Problem requirements: Copy out every line of the records in which "givenname" can be found.

BEGIN Input records

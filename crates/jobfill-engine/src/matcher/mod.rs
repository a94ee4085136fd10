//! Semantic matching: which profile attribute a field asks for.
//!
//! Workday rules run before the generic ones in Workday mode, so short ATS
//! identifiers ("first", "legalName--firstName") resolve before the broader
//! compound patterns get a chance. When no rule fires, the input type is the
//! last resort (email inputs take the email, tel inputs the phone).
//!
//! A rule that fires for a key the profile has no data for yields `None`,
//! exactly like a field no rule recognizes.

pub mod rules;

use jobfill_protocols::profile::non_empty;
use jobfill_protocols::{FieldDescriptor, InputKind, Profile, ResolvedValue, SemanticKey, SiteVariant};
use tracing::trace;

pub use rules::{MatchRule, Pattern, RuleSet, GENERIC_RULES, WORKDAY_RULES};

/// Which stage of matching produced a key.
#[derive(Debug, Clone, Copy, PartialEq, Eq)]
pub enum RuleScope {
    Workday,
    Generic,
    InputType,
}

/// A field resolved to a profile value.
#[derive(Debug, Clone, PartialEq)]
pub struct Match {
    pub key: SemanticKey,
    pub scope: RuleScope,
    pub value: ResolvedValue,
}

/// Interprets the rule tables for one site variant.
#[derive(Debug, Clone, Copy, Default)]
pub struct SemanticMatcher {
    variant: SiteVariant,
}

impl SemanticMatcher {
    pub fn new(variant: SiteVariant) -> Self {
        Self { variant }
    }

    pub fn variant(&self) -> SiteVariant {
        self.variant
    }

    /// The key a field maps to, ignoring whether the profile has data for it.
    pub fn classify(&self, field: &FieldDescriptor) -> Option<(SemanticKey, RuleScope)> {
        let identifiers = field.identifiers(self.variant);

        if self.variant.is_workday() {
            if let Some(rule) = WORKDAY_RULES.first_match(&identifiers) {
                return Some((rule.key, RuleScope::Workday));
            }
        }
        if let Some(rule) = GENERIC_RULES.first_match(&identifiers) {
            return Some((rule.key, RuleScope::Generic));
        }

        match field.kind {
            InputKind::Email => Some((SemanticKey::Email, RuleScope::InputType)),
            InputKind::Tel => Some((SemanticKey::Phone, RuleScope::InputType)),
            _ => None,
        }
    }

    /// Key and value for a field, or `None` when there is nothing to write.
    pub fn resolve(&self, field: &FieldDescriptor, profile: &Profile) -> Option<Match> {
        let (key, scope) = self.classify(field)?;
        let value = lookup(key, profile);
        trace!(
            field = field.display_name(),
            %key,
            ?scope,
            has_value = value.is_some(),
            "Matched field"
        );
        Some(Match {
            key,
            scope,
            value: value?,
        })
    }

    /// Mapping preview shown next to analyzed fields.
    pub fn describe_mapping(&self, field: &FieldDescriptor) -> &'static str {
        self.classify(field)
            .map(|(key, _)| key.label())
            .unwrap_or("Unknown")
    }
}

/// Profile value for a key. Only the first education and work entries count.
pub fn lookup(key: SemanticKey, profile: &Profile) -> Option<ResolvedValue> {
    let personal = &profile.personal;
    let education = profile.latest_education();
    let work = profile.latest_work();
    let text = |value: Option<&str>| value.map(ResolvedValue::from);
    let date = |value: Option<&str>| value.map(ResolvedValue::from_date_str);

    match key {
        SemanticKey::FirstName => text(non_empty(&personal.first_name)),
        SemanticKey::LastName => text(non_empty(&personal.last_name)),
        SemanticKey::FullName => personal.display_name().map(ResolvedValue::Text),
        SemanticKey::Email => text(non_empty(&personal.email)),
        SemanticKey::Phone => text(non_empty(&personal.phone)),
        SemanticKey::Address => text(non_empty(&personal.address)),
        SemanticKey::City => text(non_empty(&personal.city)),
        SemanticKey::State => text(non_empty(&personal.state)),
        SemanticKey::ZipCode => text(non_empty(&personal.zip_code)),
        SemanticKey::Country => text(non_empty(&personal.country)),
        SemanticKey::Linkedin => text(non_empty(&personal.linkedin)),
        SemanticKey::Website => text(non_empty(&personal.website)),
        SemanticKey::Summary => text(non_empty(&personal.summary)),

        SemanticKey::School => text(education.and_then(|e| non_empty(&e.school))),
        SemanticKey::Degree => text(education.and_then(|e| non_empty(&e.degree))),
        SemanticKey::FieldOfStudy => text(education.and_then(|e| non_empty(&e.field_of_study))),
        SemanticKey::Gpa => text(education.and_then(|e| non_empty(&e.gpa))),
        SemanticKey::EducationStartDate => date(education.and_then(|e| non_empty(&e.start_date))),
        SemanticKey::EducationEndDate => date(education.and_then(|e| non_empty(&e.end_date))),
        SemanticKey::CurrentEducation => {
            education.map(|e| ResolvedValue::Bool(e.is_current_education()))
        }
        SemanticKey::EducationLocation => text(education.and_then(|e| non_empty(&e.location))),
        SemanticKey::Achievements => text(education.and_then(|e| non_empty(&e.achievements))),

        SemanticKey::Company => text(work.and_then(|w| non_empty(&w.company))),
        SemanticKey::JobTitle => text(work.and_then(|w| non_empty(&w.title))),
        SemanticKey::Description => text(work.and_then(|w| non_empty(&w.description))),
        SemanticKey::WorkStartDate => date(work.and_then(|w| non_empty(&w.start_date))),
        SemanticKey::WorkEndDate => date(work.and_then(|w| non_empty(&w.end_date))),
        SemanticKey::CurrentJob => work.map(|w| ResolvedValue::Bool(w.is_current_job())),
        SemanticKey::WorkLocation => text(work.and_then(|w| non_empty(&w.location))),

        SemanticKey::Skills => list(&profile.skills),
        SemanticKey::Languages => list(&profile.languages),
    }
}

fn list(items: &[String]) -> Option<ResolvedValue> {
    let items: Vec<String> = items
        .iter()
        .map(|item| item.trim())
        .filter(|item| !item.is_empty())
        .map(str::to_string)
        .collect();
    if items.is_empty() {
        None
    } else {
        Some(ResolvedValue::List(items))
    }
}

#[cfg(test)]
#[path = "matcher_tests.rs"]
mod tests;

END Input records
BEGIN Input records

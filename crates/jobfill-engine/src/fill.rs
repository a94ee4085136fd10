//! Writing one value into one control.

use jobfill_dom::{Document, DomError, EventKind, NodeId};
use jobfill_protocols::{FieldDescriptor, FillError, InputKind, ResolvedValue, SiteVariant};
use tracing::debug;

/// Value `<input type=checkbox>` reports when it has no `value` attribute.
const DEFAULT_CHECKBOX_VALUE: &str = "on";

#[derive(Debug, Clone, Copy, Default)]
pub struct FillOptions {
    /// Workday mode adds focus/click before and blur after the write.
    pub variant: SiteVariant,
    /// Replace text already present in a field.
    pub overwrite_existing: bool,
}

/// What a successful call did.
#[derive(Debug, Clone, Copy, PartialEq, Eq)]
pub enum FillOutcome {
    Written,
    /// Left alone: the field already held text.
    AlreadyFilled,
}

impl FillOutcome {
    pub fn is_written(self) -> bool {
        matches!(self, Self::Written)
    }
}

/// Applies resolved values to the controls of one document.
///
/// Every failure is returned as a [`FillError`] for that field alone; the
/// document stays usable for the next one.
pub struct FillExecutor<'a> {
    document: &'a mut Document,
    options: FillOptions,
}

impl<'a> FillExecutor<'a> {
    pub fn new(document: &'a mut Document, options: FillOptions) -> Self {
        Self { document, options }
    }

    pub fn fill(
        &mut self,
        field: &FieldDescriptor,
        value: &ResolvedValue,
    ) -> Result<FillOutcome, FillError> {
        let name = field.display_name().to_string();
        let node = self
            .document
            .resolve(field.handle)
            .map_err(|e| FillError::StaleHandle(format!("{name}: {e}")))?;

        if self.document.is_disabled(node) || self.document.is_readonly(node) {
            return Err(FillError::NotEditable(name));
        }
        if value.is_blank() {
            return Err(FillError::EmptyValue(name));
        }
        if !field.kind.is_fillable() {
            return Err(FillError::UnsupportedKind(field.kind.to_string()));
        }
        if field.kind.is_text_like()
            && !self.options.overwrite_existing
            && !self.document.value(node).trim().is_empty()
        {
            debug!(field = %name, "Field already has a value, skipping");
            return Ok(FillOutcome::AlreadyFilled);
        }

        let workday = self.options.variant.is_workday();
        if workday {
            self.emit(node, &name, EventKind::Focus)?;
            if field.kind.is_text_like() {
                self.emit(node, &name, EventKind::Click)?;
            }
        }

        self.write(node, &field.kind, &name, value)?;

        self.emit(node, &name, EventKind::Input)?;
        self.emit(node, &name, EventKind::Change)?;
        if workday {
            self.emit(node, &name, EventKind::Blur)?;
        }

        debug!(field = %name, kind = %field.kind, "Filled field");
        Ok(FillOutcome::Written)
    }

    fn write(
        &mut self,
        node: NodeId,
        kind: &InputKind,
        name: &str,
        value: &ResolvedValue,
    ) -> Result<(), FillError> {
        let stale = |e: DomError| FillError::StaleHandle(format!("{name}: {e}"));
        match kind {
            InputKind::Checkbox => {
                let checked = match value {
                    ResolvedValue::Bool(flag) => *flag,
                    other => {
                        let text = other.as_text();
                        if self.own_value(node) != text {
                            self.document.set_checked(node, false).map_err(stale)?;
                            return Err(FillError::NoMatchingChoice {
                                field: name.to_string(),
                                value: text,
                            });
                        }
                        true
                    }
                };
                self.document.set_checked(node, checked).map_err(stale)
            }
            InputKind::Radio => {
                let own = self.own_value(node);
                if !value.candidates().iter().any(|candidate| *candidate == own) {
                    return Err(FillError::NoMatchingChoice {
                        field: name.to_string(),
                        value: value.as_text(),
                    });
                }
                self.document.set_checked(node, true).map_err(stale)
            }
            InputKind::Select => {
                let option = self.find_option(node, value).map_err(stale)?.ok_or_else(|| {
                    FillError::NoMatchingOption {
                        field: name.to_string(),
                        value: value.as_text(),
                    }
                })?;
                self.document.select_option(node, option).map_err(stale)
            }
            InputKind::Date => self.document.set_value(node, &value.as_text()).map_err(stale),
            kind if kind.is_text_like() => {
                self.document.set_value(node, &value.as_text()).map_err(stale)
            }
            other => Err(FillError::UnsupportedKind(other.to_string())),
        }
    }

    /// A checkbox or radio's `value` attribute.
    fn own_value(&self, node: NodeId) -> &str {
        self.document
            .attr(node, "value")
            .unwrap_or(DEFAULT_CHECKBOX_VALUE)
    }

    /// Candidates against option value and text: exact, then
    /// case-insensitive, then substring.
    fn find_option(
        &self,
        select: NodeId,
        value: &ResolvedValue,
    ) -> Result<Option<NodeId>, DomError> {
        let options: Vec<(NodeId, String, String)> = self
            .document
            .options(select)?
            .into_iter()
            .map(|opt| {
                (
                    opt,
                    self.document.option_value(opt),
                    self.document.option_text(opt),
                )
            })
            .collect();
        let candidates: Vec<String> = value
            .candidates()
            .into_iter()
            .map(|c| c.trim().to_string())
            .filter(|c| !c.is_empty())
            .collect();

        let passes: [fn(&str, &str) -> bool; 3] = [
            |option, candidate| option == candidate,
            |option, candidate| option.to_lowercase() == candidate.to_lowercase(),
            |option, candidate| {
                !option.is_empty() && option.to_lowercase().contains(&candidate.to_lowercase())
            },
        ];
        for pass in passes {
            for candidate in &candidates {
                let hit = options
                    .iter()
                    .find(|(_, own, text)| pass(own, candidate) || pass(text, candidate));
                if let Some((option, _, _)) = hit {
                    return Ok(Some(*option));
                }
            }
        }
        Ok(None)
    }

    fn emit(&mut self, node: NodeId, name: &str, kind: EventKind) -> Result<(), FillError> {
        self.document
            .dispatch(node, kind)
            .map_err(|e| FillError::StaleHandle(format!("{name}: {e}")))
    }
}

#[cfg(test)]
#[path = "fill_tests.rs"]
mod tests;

END Input records
BEGIN Input records

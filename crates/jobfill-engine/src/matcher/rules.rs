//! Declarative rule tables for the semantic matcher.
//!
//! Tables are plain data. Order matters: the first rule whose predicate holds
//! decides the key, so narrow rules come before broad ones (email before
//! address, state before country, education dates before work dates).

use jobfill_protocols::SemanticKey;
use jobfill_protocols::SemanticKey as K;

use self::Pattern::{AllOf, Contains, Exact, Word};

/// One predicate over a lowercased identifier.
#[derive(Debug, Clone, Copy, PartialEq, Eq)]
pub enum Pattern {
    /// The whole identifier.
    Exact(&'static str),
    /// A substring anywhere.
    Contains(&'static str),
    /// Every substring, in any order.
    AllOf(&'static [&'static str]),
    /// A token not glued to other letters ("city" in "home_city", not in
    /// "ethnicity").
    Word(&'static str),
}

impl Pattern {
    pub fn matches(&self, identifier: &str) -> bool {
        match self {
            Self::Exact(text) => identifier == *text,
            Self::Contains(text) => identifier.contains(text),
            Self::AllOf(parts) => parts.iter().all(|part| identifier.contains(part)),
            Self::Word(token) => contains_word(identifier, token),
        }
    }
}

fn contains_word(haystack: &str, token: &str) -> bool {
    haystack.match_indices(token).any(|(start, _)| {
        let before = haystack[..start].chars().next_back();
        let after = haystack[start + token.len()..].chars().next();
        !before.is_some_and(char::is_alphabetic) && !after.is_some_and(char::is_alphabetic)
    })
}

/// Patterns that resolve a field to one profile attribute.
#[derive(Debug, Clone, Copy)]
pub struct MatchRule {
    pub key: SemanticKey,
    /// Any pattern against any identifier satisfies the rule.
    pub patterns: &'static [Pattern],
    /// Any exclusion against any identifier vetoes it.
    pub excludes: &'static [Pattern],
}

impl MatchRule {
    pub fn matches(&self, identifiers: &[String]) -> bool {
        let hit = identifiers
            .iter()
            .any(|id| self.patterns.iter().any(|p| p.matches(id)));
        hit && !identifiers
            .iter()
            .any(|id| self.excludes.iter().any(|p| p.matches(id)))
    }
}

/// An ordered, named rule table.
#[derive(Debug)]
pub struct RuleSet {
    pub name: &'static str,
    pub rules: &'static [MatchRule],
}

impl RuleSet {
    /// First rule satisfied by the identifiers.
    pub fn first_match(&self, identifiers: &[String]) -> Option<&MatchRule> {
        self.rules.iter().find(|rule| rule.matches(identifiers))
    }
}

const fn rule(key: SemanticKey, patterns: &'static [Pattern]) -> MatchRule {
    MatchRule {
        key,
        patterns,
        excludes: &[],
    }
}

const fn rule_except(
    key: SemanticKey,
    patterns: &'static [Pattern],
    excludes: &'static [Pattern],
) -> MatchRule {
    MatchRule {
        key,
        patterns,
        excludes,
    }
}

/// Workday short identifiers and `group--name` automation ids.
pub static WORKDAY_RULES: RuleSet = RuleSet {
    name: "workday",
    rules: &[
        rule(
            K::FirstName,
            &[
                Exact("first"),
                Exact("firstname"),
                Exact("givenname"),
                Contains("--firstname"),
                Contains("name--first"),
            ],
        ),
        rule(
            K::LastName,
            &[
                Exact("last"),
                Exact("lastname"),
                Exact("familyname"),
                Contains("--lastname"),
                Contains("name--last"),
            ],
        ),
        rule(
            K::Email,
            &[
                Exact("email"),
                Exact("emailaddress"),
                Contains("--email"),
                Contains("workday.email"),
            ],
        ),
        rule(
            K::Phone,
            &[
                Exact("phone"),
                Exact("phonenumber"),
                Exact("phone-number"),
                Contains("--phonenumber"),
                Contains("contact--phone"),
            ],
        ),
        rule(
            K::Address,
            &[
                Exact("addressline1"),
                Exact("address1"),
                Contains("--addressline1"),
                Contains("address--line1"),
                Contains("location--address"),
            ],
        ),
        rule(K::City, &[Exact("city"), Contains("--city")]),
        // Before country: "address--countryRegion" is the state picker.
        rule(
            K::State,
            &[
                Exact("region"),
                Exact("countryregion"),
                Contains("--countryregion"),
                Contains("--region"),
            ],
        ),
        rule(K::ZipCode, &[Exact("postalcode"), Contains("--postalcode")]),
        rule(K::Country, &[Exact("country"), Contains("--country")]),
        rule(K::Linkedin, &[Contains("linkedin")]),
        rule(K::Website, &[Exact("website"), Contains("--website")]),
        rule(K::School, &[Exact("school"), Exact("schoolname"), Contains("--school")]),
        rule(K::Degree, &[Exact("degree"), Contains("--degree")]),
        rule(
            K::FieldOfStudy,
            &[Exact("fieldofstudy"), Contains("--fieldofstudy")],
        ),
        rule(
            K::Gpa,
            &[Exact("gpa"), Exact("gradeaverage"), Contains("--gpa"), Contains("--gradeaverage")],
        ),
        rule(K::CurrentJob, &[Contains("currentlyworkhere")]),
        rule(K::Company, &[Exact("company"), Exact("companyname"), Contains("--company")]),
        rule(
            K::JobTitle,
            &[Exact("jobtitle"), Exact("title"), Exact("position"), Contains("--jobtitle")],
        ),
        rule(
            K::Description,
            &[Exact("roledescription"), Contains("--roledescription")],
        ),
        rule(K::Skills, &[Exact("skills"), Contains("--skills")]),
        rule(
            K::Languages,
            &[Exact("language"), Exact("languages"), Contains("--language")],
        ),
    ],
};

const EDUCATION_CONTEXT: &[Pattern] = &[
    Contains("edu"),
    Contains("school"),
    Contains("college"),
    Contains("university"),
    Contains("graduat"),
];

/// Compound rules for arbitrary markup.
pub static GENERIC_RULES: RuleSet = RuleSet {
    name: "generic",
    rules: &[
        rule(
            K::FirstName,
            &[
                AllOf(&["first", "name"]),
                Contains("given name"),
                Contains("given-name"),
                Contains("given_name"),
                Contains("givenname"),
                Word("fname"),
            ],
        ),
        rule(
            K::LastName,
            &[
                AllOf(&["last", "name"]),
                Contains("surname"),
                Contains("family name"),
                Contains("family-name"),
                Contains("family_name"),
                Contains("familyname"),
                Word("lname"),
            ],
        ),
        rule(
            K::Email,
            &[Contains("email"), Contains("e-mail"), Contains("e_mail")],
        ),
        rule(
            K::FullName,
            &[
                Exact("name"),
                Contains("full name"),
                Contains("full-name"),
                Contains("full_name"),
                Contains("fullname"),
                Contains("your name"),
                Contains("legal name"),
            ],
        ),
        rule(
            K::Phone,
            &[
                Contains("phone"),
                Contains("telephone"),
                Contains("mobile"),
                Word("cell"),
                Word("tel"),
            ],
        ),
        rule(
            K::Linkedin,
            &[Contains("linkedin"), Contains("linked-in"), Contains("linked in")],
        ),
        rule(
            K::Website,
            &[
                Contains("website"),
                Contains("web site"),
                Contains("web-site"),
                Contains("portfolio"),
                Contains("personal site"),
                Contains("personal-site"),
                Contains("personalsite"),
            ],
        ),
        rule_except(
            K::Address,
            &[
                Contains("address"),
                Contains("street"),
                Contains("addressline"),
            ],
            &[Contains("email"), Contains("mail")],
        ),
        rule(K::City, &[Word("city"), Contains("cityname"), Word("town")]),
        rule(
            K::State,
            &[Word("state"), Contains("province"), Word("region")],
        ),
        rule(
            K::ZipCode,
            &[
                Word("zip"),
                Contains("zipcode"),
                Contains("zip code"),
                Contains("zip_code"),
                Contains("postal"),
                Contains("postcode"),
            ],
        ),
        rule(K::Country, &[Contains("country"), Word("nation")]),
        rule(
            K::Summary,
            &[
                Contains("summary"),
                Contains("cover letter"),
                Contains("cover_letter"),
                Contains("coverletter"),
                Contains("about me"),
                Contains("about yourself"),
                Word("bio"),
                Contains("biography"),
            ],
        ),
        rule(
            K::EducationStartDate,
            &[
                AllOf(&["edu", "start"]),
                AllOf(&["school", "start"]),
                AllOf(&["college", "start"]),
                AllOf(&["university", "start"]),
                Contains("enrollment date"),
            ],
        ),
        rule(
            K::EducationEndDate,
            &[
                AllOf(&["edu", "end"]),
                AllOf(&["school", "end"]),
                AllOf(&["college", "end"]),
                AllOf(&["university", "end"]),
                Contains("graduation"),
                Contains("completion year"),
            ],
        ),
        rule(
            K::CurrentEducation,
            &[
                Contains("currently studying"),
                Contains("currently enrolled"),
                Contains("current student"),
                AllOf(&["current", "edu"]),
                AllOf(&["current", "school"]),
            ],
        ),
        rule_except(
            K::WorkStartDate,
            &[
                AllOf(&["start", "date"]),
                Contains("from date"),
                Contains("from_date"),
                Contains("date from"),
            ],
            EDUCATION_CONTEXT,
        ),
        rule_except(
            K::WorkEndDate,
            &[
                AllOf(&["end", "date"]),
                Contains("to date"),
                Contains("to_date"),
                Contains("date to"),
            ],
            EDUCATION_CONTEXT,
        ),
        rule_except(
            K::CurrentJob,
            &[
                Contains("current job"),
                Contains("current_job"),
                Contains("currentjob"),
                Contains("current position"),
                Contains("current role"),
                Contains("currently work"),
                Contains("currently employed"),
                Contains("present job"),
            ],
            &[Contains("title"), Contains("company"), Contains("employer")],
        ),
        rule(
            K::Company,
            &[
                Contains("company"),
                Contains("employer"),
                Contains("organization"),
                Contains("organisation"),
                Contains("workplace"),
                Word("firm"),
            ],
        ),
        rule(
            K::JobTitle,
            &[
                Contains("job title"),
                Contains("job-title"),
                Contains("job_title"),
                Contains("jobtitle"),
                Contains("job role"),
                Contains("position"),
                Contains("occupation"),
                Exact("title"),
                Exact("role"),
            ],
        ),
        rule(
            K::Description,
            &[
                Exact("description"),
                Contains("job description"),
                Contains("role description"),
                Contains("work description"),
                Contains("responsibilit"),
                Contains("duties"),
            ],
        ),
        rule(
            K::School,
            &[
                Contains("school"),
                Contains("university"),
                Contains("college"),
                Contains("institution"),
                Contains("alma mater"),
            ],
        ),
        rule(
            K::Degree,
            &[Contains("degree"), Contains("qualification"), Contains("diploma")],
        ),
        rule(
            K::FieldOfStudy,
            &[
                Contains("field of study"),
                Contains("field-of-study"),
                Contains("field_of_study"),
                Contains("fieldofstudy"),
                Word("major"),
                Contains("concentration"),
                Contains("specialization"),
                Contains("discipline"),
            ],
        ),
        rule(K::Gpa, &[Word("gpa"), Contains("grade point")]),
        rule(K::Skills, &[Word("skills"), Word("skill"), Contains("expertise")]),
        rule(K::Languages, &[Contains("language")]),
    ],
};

END Input records

Solution to this exercise:
                Exact("givenname"),
                Contains("givenname"),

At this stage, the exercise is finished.